On Saturday, in Geneva a strange show of unity was attempted by the world powers by making a commitment to support a new transitional government in Syria. However, diplomats led by Kofi Annan the envoy from the United Nations, failed to find a solution to their differences between Russia and the West on whether Syria’s president can take part in the transitional government.
It really did not matter because neither the existing government in Syria led by President Bashar al-Assad nor his different opponents have shown much interest in an accord such as the one Annan is proposing. Instead, both sides look like they are digging in for a long drawn out struggle where the winner will take all. Violence is once again ramping up and the confrontation could last for months or even years.
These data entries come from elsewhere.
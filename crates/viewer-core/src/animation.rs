use crate::{Layout, Point, ViewportTransform};
use std::f32::consts::PI;
use std::sync::atomic::{AtomicU64, Ordering};
use std::sync::Arc;
use std::time::{Duration, Instant};

pub const DEFAULT_ZOOM_DURATION: Duration = Duration::from_millis(250);

/// Time source for animations. Frames are pulled by the caller; nothing
/// here sleeps or spawns.
pub trait Clock {
    fn now(&self) -> Instant;
}

impl<C: Clock + ?Sized> Clock for &C {
    fn now(&self) -> Instant {
        (**self).now()
    }
}

impl<C: Clock + ?Sized> Clock for Box<C> {
    fn now(&self) -> Instant {
        (**self).now()
    }
}

#[derive(Debug, Clone, Copy, Default)]
pub struct SystemClock;

impl Clock for SystemClock {
    fn now(&self) -> Instant {
        Instant::now()
    }
}

/// Clock that only moves when told to. Clones share the same time.
#[derive(Debug, Clone)]
pub struct ManualClock {
    origin: Instant,
    offset_nanos: Arc<AtomicU64>,
}

impl Default for ManualClock {
    fn default() -> Self {
        Self::new()
    }
}

impl ManualClock {
    pub fn new() -> Self {
        Self { origin: Instant::now(), offset_nanos: Arc::new(AtomicU64::new(0)) }
    }

    pub fn advance(&self, by: Duration) {
        let nanos = u64::try_from(by.as_nanos()).unwrap_or(u64::MAX);
        self.offset_nanos.fetch_add(nanos, Ordering::SeqCst);
    }
}

impl Clock for ManualClock {
    fn now(&self) -> Instant {
        self.origin + Duration::from_nanos(self.offset_nanos.load(Ordering::SeqCst))
    }
}

/// Interpolated zoom from a start transform to a target scale.
///
/// The animation is a pure function of elapsed time, so it can be sampled
/// any number of times and restarted by asking for fresh [`Frames`].
#[derive(Debug, Clone, Copy, PartialEq)]
pub struct ZoomAnimation {
    start: ViewportTransform,
    target_scale: f32,
    focus: Point,
    anchor: Point,
    layout: Layout,
    duration: Duration,
}

impl ZoomAnimation {
    pub fn new(
        start: ViewportTransform,
        layout: Layout,
        target_scale: f32,
        focus: Point,
        duration: Duration,
    ) -> Self {
        let target_scale = if target_scale.is_finite() {
            target_scale.clamp(start.min_scale, start.max_scale)
        } else {
            start.scale
        };

        Self {
            start,
            target_scale,
            focus,
            anchor: start.screen_to_document(layout, focus),
            layout,
            duration,
        }
    }

    pub fn duration(&self) -> Duration {
        self.duration
    }

    pub fn target_scale(&self) -> f32 {
        self.target_scale
    }

    pub fn is_finished_at(&self, elapsed: Duration) -> bool {
        elapsed >= self.duration
    }

    pub fn frame_at(&self, elapsed: Duration) -> ViewportTransform {
        let fraction = if self.duration.is_zero() {
            1.0
        } else {
            (elapsed.as_secs_f32() / self.duration.as_secs_f32()).clamp(0.0, 1.0)
        };
        let eased = accelerate_decelerate(fraction);
        let scale = self.start.scale + (self.target_scale - self.start.scale) * eased;

        let frame = if self.target_scale <= self.start.min_scale {
            // Zooming out to fit: translation follows the same eased fraction
            // back to center instead of tracking the focus.
            ViewportTransform {
                scale,
                translate_x: self.start.translate_x * (1.0 - eased),
                translate_y: self.start.translate_y * (1.0 - eased),
                ..self.start
            }
        } else {
            self.start.anchored_at(self.layout, scale, self.focus, self.anchor)
        };

        frame.clamp_translation(self.layout)
    }

    pub fn final_frame(&self) -> ViewportTransform {
        self.frame_at(self.duration)
    }

    /// Frames sampled from `clock`, starting now. Ends after the frame at or
    /// past the duration.
    pub fn frames<C: Clock>(&self, clock: C) -> Frames<C> {
        let started = clock.now();
        Frames { animation: *self, clock, started, done: false }
    }
}

/// Cosine ease: starts and ends slowly, half way at half time.
fn accelerate_decelerate(fraction: f32) -> f32 {
    if fraction <= 0.0 {
        0.0
    } else if fraction >= 1.0 {
        1.0
    } else {
        ((fraction + 1.0) * PI).cos() / 2.0 + 0.5
    }
}

pub struct Frames<C> {
    animation: ZoomAnimation,
    clock: C,
    started: Instant,
    done: bool,
}

impl<C: Clock> Frames<C> {
    pub fn elapsed(&self) -> Duration {
        self.clock.now().saturating_duration_since(self.started)
    }
}

impl<C: Clock> Iterator for Frames<C> {
    type Item = ViewportTransform;

    fn next(&mut self) -> Option<Self::Item> {
        if self.done {
            return None;
        }

        let elapsed = self.elapsed();
        self.done = self.animation.is_finished_at(elapsed);
        Some(self.animation.frame_at(elapsed))
    }
}

#[cfg(test)]
mod tests {
    use super::*;
    use crate::Size;

    fn layout() -> Layout {
        Layout::new(Size::new(1000.0, 1000.0), Size::new(500.0, 1000.0))
    }

    #[test]
    fn frames_interpolate_to_target() {
        let layout = layout();
        let start = ViewportTransform::fit(layout, 5.0);
        let animation =
            ZoomAnimation::new(start, layout, 2.5, Point::new(500.0, 500.0), DEFAULT_ZOOM_DURATION);

        assert_eq!(animation.frame_at(Duration::ZERO).scale, start.scale);
        let middle = animation.frame_at(Duration::from_millis(125)).scale;
        assert!((middle - 1.75).abs() < 1e-3);
        assert_eq!(animation.final_frame().scale, 2.5);
    }

    #[test]
    fn progress_starts_and_ends_slowly() {
        let layout = layout();
        let start = ViewportTransform::fit(layout, 5.0);
        let animation =
            ZoomAnimation::new(start, layout, 3.0, Point::new(500.0, 500.0), DEFAULT_ZOOM_DURATION);
        let progress = |ms| (animation.frame_at(Duration::from_millis(ms)).scale - 1.0) / 2.0;

        assert!(progress(25) < 0.1);
        assert!(progress(225) > 0.9);
        assert!((progress(125) - 0.5).abs() < 1e-3);
        assert!((progress(50) + progress(200) - 1.0).abs() < 1e-3);
    }

    #[test]
    fn zoom_out_translation_follows_scale_progress() {
        let layout = layout();
        let zoomed = ViewportTransform::fit(layout, 5.0)
            .apply_pinch(layout, Point::new(900.0, 900.0), 3.0);
        let animation = ZoomAnimation::new(
            zoomed,
            layout,
            zoomed.min_scale,
            Point::new(900.0, 900.0),
            DEFAULT_ZOOM_DURATION,
        );

        let frame = animation.frame_at(Duration::from_millis(50));
        let progress = (zoomed.scale - frame.scale) / (zoomed.scale - zoomed.min_scale);
        let expected_y = zoomed.translate_y * (1.0 - progress);
        assert!(progress > 0.0 && progress < 0.5);
        assert!((frame.translate_y - expected_y).abs() < 1e-2, "{} vs {expected_y}", frame.translate_y);
    }

    #[test]
    fn zoom_in_keeps_focus_anchored_each_frame() {
        let layout = layout();
        let start = ViewportTransform::fit(layout, 5.0);
        let focus = Point::new(500.0, 500.0);
        let anchor = start.screen_to_document(layout, focus);
        let animation = ZoomAnimation::new(start, layout, 2.5, focus, DEFAULT_ZOOM_DURATION);

        for ms in [0, 50, 100, 200, 250] {
            let frame = animation.frame_at(Duration::from_millis(ms));
            assert!(frame.document_to_screen(layout, anchor).distance_to(focus) < 1e-3);
        }
    }

    #[test]
    fn zoom_out_to_minimum_recenters() {
        let layout = layout();
        let zoomed = ViewportTransform::fit(layout, 5.0)
            .apply_pinch(layout, Point::new(900.0, 900.0), 3.0);
        assert!(zoomed.translate_y != 0.0);

        let animation = ZoomAnimation::new(
            zoomed,
            layout,
            zoomed.min_scale,
            Point::new(900.0, 900.0),
            DEFAULT_ZOOM_DURATION,
        );
        let end = animation.final_frame();

        assert_eq!(end.scale, zoomed.min_scale);
        assert_eq!((end.translate_x, end.translate_y), (0.0, 0.0));
    }

    #[test]
    fn manual_clock_drives_frames_and_restarts() {
        let layout = layout();
        let start = ViewportTransform::fit(layout, 5.0);
        let animation =
            ZoomAnimation::new(start, layout, 2.0, Point::new(500.0, 500.0), DEFAULT_ZOOM_DURATION);
        let clock = ManualClock::new();

        let mut frames = animation.frames(&clock);
        assert_eq!(frames.next().map(|f| f.scale), Some(1.0));
        clock.advance(Duration::from_millis(300));
        assert_eq!(frames.next().map(|f| f.scale), Some(2.0));
        assert!(frames.next().is_none());

        let mut restarted = animation.frames(&clock);
        assert_eq!(restarted.next().map(|f| f.scale), Some(1.0));
    }

    #[test]
    fn target_is_clamped_to_scale_limits() {
        let layout = layout();
        let start = ViewportTransform::fit(layout, 2.0);
        let animation =
            ZoomAnimation::new(start, layout, 9.0, Point::new(0.0, 0.0), Duration::ZERO);

        assert_eq!(animation.target_scale(), 2.0);
        assert_eq!(animation.frame_at(Duration::ZERO).scale, 2.0);
    }
}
This Friday a meeting is to take place in Paris of the alliance known loosely as Friend of Syria and is likely to see the United States come up great pressure from Turkey and other Syrian opposition Arab allies such as Qatar and Saudi Arabia.
Washington has worried for quite some time about backing the Syrian opposition, which it sees as badly organized, very disparate and too close to militants linked to al-Qaeda. The U.S. has limited its aid to non-lethal equipment like radios. In addition, the White House wants to avoid anything that might look like an open-ended Afghan-style military intervention during an election year.
However, the U.S. also acknowledges that a certain number of allies have decided to become more involved in supporting the opposition campaign.